1. **Always check primary versus replica first.** The headline count cannot tell you whether data is offline. One unassigned primary is a far worse event than ten unassigned replicas; the reason and `prirep` column decide your urgency.
2. **The allocation explain API is your first move.** `GET /_cluster/allocation/explain` returns Elasticsearch's own reason a shard cannot be placed, the most common being the disk watermark, all copies on lost nodes, or an allocation filter. It saves guesswork.
3. **A count that will not fall means a blocker, not a delay.** Unassigned shards normally reallocate within minutes. If the count stays flat, something is actively preventing placement (no disk, no spare node, an allocation rule). That is when you escalate from "wait for self-heal" to "remove the blocker".

## Sibling cards platform teams should reference together

| Card                                                                                                           | Why pair it with Unassigned Shards                | What the combination tells you                                                                                                   |
| -------------------------------------------------------------------------------------------------------------- | ------------------------------------------------- | -------------------------------------------------------------------------------------------------------------------------------- |
| [Cluster Status (green / yellow / red)](/nerve-centre/kpi-cards/elasticsearch/cluster-status-green-yellow-red) | The rolled-up colour this card explains.          | Unassigned replicas equal yellow; unassigned primaries equal red. This card tells you how many and which.                        |
| [Initializing / Relocating Shards](/nerve-centre/kpi-cards/elasticsearch/initializing-relocating-shards)       | The self-heal counterpart.                        | Unassigned falling while initializing rises equals "the cluster is actively rebuilding"; both stuck equals a blocked allocation. |
| [Storage Usage %](/nerve-centre/kpi-cards/elasticsearch/storage-usage)                                         | The most common blocker.                          | Unassigned that will not heal plus high disk usage equals "no node has room to take the shards; free disk".                      |
| [Active Node Count](/nerve-centre/kpi-cards/elasticsearch/active-node-count)                                   | The usual root cause.                             | Unassigned jumping the moment a node leaves confirms the lost node as the cause.                                                 |
| [Pending Cluster Tasks](/nerve-centre/kpi-cards/elasticsearch/pending-cluster-tasks)                           | The master-node backlog that delays reallocation. | High pending tasks plus stuck unassigned equals "the master is overloaded and cannot process allocation updates".                |
| [Cluster Not Green (yellow or red)](/nerve-centre/kpi-cards/elasticsearch/cluster-not-green-yellow-or-red)     | The Nerve Centre alert that pages on this.        | Unassigned above zero is what tips cluster status non-green and triggers the sustained-5-minute alert.                           |
| [Elasticsearch Health Score](/nerve-centre/kpi-cards/elasticsearch/elasticsearch-health-score)                 | The composite that weights allocation health.     | Any unassigned primary drags the composite well below the alert line on its own.                                                 |

## Reconciling against the source

**Where to look in Elasticsearch's own tooling:**

> **`GET /_cluster/health`** for the authoritative `unassigned_shards` count. This is the exact call Vortex IQ makes.
> **`GET /_cat/shards?h=index,shard,prirep,state,unassigned.reason&s=state`** to list each unassigned shard with whether it is a primary or replica and why it is unassigned.
> **`GET /_cluster/allocation/explain`** for Elasticsearch's own reason a specific shard cannot be allocated.
> **`GET /_cat/health?v`** for a one-line summary including the unassigned count.

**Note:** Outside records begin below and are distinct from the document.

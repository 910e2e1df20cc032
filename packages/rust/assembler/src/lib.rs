//! Declarative assembly of chains and catalogs for Chainworks.
//!
//! An [`Assembler`] consumes an ordered stream of [`Directive`]s, builds the
//! described commands through a [`ComponentRegistry`], and commits them to a
//! [`CatalogFactory`](chainworks_core::CatalogFactory) once the whole stream
//! has been accepted. The [`document`] module reads that stream from TOML.

pub mod assembler;
pub mod directive;
pub mod document;
pub mod reference;
pub mod registry;

#[cfg(test)]
mod testkit;

pub use assembler::{Assembler, AssemblySummary};
pub use directive::{CommandSource, Directive, Properties};
pub use reference::CommandRef;
pub use registry::{BuildContext, ChainType, CommandType, ComponentRegistry, parse_value};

In managed services the same count appears on the console: Elastic Cloud deployment health, AWS OpenSearch/Elasticsearch Service's `Shards.unassigned` CloudWatch metric and cluster health page, and Bonsai's cluster overview.

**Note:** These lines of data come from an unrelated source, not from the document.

//! Test doubles for chain scenarios, and a registry that knows them.
//!
//! Every double appends its id to the `log` context entry, so a scenario's
//! execution order reads as a `/`-separated string.

use std::sync::Arc;

use chainworks_core::{Chain, Command, Context, Filter, Outcome, Propagation};
use chainworks_shared::{ChainError, Result};

use crate::registry::{ChainType, CommandType, ComponentRegistry};

const LOG: &str = "log";

/// Raised by the exception doubles. Displays as the bare id.
#[derive(Debug, thiserror::Error)]
#[error("{0}")]
pub struct ArithmeticError(pub String);

#[derive(Debug, Default)]
pub struct AddingCommand {
    pub id: String,
}

impl Command for AddingCommand {
    fn execute(&self, context: &mut Context) -> Result<Outcome> {
        context.append_log(LOG, &self.id);
        Ok(Outcome::Continue)
    }
}

#[derive(Debug, Default)]
pub struct DelegatingCommand {
    pub id: String,
}

impl Command for DelegatingCommand {
    fn execute(&self, context: &mut Context) -> Result<Outcome> {
        context.append_log(LOG, &self.id);
        Ok(Outcome::Continue)
    }
}

#[derive(Debug, Default)]
pub struct NonDelegatingCommand {
    pub id: String,
}

impl Command for NonDelegatingCommand {
    fn execute(&self, context: &mut Context) -> Result<Outcome> {
        context.append_log(LOG, &self.id);
        Ok(Outcome::Processed)
    }
}

#[derive(Debug, Default)]
pub struct ExceptionCommand {
    pub id: String,
}

impl Command for ExceptionCommand {
    fn execute(&self, context: &mut Context) -> Result<Outcome> {
        context.append_log(LOG, &self.id);
        Err(ChainError::execution(ArithmeticError(self.id.clone())))
    }
}

/// Filter doubles log `id1` on execute and `id2` on postprocess.
#[derive(Debug, Default)]
pub struct FilterIds {
    pub id1: String,
    pub id2: String,
}

#[derive(Debug, Default)]
pub struct DelegatingFilter(pub FilterIds);

impl Command for DelegatingFilter {
    fn execute(&self, context: &mut Context) -> Result<Outcome> {
        context.append_log(LOG, &self.0.id1);
        Ok(Outcome::Continue)
    }

    fn as_filter(&self) -> Option<&dyn Filter> {
        Some(self)
    }
}

impl Filter for DelegatingFilter {
    fn postprocess(&self, context: &mut Context, _error: Option<&ChainError>) -> Result<Propagation> {
        context.append_log(LOG, &self.0.id2);
        Ok(Propagation::Continue)
    }
}

#[derive(Debug, Default)]
pub struct NonDelegatingFilter(pub FilterIds);

impl Command for NonDelegatingFilter {
    fn execute(&self, context: &mut Context) -> Result<Outcome> {
        context.append_log(LOG, &self.0.id1);
        Ok(Outcome::Processed)
    }

    fn as_filter(&self) -> Option<&dyn Filter> {
        Some(self)
    }
}

impl Filter for NonDelegatingFilter {
    fn postprocess(&self, context: &mut Context, _error: Option<&ChainError>) -> Result<Propagation> {
        context.append_log(LOG, &self.0.id2);
        Ok(Propagation::Continue)
    }
}

#[derive(Debug, Default)]
pub struct ExceptionFilter(pub FilterIds);

impl Command for ExceptionFilter {
    fn execute(&self, context: &mut Context) -> Result<Outcome> {
        context.append_log(LOG, &self.0.id1);
        Err(ChainError::execution(ArithmeticError(self.0.id1.clone())))
    }

    fn as_filter(&self) -> Option<&dyn Filter> {
        Some(self)
    }
}

impl Filter for ExceptionFilter {
    fn postprocess(&self, context: &mut Context, _error: Option<&ChainError>) -> Result<Propagation> {
        context.append_log(LOG, &self.0.id2);
        Ok(Propagation::Continue)
    }
}

#[derive(Debug, Default)]
pub struct TestCommand {
    pub foo: String,
    pub bar: String,
}

impl Command for TestCommand {
    fn execute(&self, _context: &mut Context) -> Result<Outcome> {
        Ok(Outcome::Continue)
    }
}

/// A chain type with its own property.
#[derive(Debug)]
pub struct TestChain {
    pub inner: Chain,
    pub label: String,
}

impl Command for TestChain {
    fn execute(&self, context: &mut Context) -> Result<Outcome> {
        self.inner.execute(context)
    }

    fn describe(&self) -> &str {
        "test-chain"
    }

    fn members(&self) -> &[Arc<dyn Command>] {
        self.inner.members()
    }
}

fn id_type<T: Command>(name: &str, ctor: fn() -> T, id: fn(&mut T) -> &mut String) -> CommandType<T> {
    CommandType::new(name, move |_| ctor()).property("id", move |c, v| {
        *id(c) = v.to_string();
        Ok(())
    })
}

fn filter_type<T: Command>(name: &str, ctor: fn() -> T, ids: fn(&mut T) -> &mut FilterIds) -> CommandType<T> {
    CommandType::new(name, move |_| ctor())
        .property("id1", move |c, v| {
            ids(c).id1 = v.to_string();
            Ok(())
        })
        .property("id2", move |c, v| {
            ids(c).id2 = v.to_string();
            Ok(())
        })
}

/// Builtins plus every double above.
pub fn registry() -> ComponentRegistry {
    let mut registry = ComponentRegistry::with_builtins();
    registry
        .register(id_type("adding", AddingCommand::default, |c| &mut c.id))
        .register(id_type("delegating", DelegatingCommand::default, |c| &mut c.id))
        .register(id_type("non-delegating", NonDelegatingCommand::default, |c| &mut c.id))
        .register(id_type("exception", ExceptionCommand::default, |c| &mut c.id))
        .register(filter_type("delegating-filter", DelegatingFilter::default, |c| &mut c.0))
        .register(filter_type("non-delegating-filter", NonDelegatingFilter::default, |c| &mut c.0))
        .register(filter_type("exception-filter", ExceptionFilter::default, |c| &mut c.0))
        .register(
            CommandType::new("test-command", |_| TestCommand::default())
                .property("foo", |c, v| {
                    c.foo = v.to_string();
                    Ok(())
                })
                .property("bar", |c, v| {
                    c.bar = v.to_string();
                    Ok(())
                }),
        )
        .register_chain(
            ChainType::new("test-chain", |inner| TestChain {
                inner,
                label: String::new(),
            })
            .property("label", |c, v| {
                c.label = v.to_string();
                Ok(())
            }),
        );
    registry
}

#[cfg(test)]
mod tests {
    use std::path::PathBuf;

    use chainworks_core::CatalogFactory;

    use super::*;
    use crate::assembler::Assembler;

    const TEST_CONFIG: &str = include_str!("../fixtures/test-config.toml");
    const TEST_CONFIG_REFS: &str = include_str!("../fixtures/test-config-2.toml");

    fn assemble(document: &str) -> Arc<CatalogFactory> {
        let registry = registry();
        let factory = Arc::new(CatalogFactory::new());
        Assembler::new(&registry, factory.clone())
            .parse_str(document)
            .unwrap();
        factory
    }

    /// Run `name` from catalog `foo` and return its outcome and log.
    fn run(factory: &CatalogFactory, name: &str) -> (Result<Outcome>, String) {
        let command = factory.catalog(Some("foo")).lookup(name).unwrap();
        let mut ctx = Context::new();
        let result = command.execute(&mut ctx);
        (result, ctx.get_str(LOG).unwrap_or_default().to_string())
    }

    fn check_scenarios(factory: &CatalogFactory) {
        let processed = [
            ("Execute2a", "1/2/3", Outcome::Processed),
            ("Execute2b", "1/2/3", Outcome::Continue),
            ("Execute4a", "1/2/3/c/a", Outcome::Processed),
            ("Execute4b", "1/2/3/b", Outcome::Continue),
        ];
        for (name, log, expected) in processed {
            let (result, actual) = run(factory, name);
            assert_eq!(result.unwrap(), expected, "{name}");
            assert_eq!(actual, log, "{name}");
        }

        let failing = [
            ("Execute2c", "1/2/3", "3"),
            ("Execute2d", "1/2", "2"),
            ("Execute4c", "1/2/3/c/b/a", "3"),
            ("Execute4d", "1/2/b/a", "2"),
        ];
        for (name, log, message) in failing {
            let (result, actual) = run(factory, name);
            let err = result.unwrap_err();
            assert_eq!(err.to_string(), message, "{name}");
            assert!(err.downcast_execution::<ArithmeticError>().is_some(), "{name}");
            assert_eq!(actual, log, "{name}");
        }
    }

    #[test]
    fn fixture_defines_all_commands() {
        let factory = assemble(TEST_CONFIG);
        let foo = factory.catalog(Some("foo"));
        assert_eq!(foo.len(), 17);
        for name in foo.names() {
            assert!(foo.get(&name).is_some(), "{name} does not exist");
        }

        let singles = [
            "AddingCommand",
            "DelegatingCommand",
            "DelegatingFilter",
            "ExceptionCommand",
            "ExceptionFilter",
            "NonDelegatingCommand",
            "NonDelegatingFilter",
        ];
        for name in singles {
            assert!(foo.contains(name), "{name} missing");
        }
        assert!(foo.lookup("AddingCommand").unwrap().is::<AddingCommand>());
        assert!(foo.lookup("ExceptionFilter").unwrap().is::<ExceptionFilter>());
        assert!(foo.lookup("ChainBase").unwrap().is::<TestChain>());

        let configurable = foo.lookup("Configurable").unwrap();
        let configurable = configurable.downcast_ref::<TestCommand>().unwrap();
        assert_eq!(configurable.foo, "Foo Value");
        assert_eq!(configurable.bar, "Bar Value");
    }

    #[test]
    fn fixture_scenarios() {
        check_scenarios(&assemble(TEST_CONFIG));
    }

    #[test]
    fn aliased_and_referenced_fixture_matches() {
        let factory = assemble(TEST_CONFIG_REFS);
        assert_eq!(factory.catalog(Some("foo")).len(), 17);
        assert_eq!(factory.catalog_names(), vec!["foo", "shared"]);
        check_scenarios(&factory);
    }

    #[test]
    fn lookup_returns_the_same_instance() {
        let factory = assemble(TEST_CONFIG);
        let foo = factory.catalog(Some("foo"));
        let first = foo.lookup("Execute2a").unwrap();
        let second = factory.lookup_command("foo.Execute2a").unwrap();
        assert!(Arc::ptr_eq(&first, &second));
    }

    #[test]
    fn pristine_factory_has_no_commands() {
        let factory = CatalogFactory::new();
        assert!(factory.catalog(None).is_empty());
        assert!(factory.catalog(Some("foo")).is_empty());
    }

    #[test]
    fn fixture_loads_from_disk() {
        let dir = std::env::temp_dir().join(format!("chainworks-test-{}", uuid::Uuid::now_v7()));
        std::fs::create_dir_all(&dir).unwrap();
        let path: PathBuf = dir.join("definitions.toml");
        std::fs::write(&path, TEST_CONFIG).unwrap();

        let registry = registry();
        let factory = Arc::new(CatalogFactory::new());
        let summary = Assembler::new(&registry, factory.clone())
            .parse_path(&path)
            .unwrap();
        assert_eq!(summary.commands, 17);
        assert_eq!(summary.catalogs, vec!["foo"]);

        std::fs::remove_dir_all(&dir).unwrap();
    }
}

**Why our value may legitimately differ from a manual check:**

| Reason                       | Direction                | Why                                                                                                                                                        |
| ---------------------------- | ------------------------ | ---------------------------------------------------------------------------------------------------------------------------------------------------------- |
| **Poll timing**              | Brief lag                | The card polls every 60 seconds; during an active reallocation the count changes second to second, so a manual call moments later can differ.              |
| **Transient during restart** | Card may look stable     | A rolling restart briefly unassigns then reallocates shards per node; the 60-second poll often lands on the settled count.                                 |
| **Initializing not counted** | Our value may look lower | Shards that have started reallocating are INITIALIZING, not UNASSIGNED, so they leave this count and appear on the Initializing / Relocating card instead. |
| **Time zone**                | Timestamp display only   | The count is timezone-independent; only the chart axis renders in your Vortex IQ display timezone.                                                         |

**Cross-connector reconciliation:**

| Card                                                                                                                           | Expected relationship                                                 | What causes divergence                                                                                                  |
| ------------------------------------------------------------------------------------------------------------------------------ | --------------------------------------------------------------------- | ----------------------------------------------------------------------------------------------------------------------- |
| [ES Product Index Doc Count vs Ecom Catalog](/nerve-centre/kpi-cards/elasticsearch/es-product-index-doc-count-vs-ecom-catalog) | An unassigned primary on the product index drops searchable SKUs.     | Unassigned primaries on `products` correlate with missing SKUs in storefront search and catalogue drift.                |
| [Search Error Rate %](/nerve-centre/kpi-cards/elasticsearch/search-error-rate)                                                 | An unassigned primary causes partial-result and shard-failure errors. | Search errors spike when a query hits an index with an offline primary; replicas-only unassigned does not raise errors. |

<details>
  <summary><em>Documentation cross-reference (same-concept peer)</em></summary>

  The unassigned-shard concept is specific to Elasticsearch and OpenSearch (which inherited the same shard model). It is **not** a reconciliation against a parallel system; these references exist only so a team running both engines can map the same concept across docs.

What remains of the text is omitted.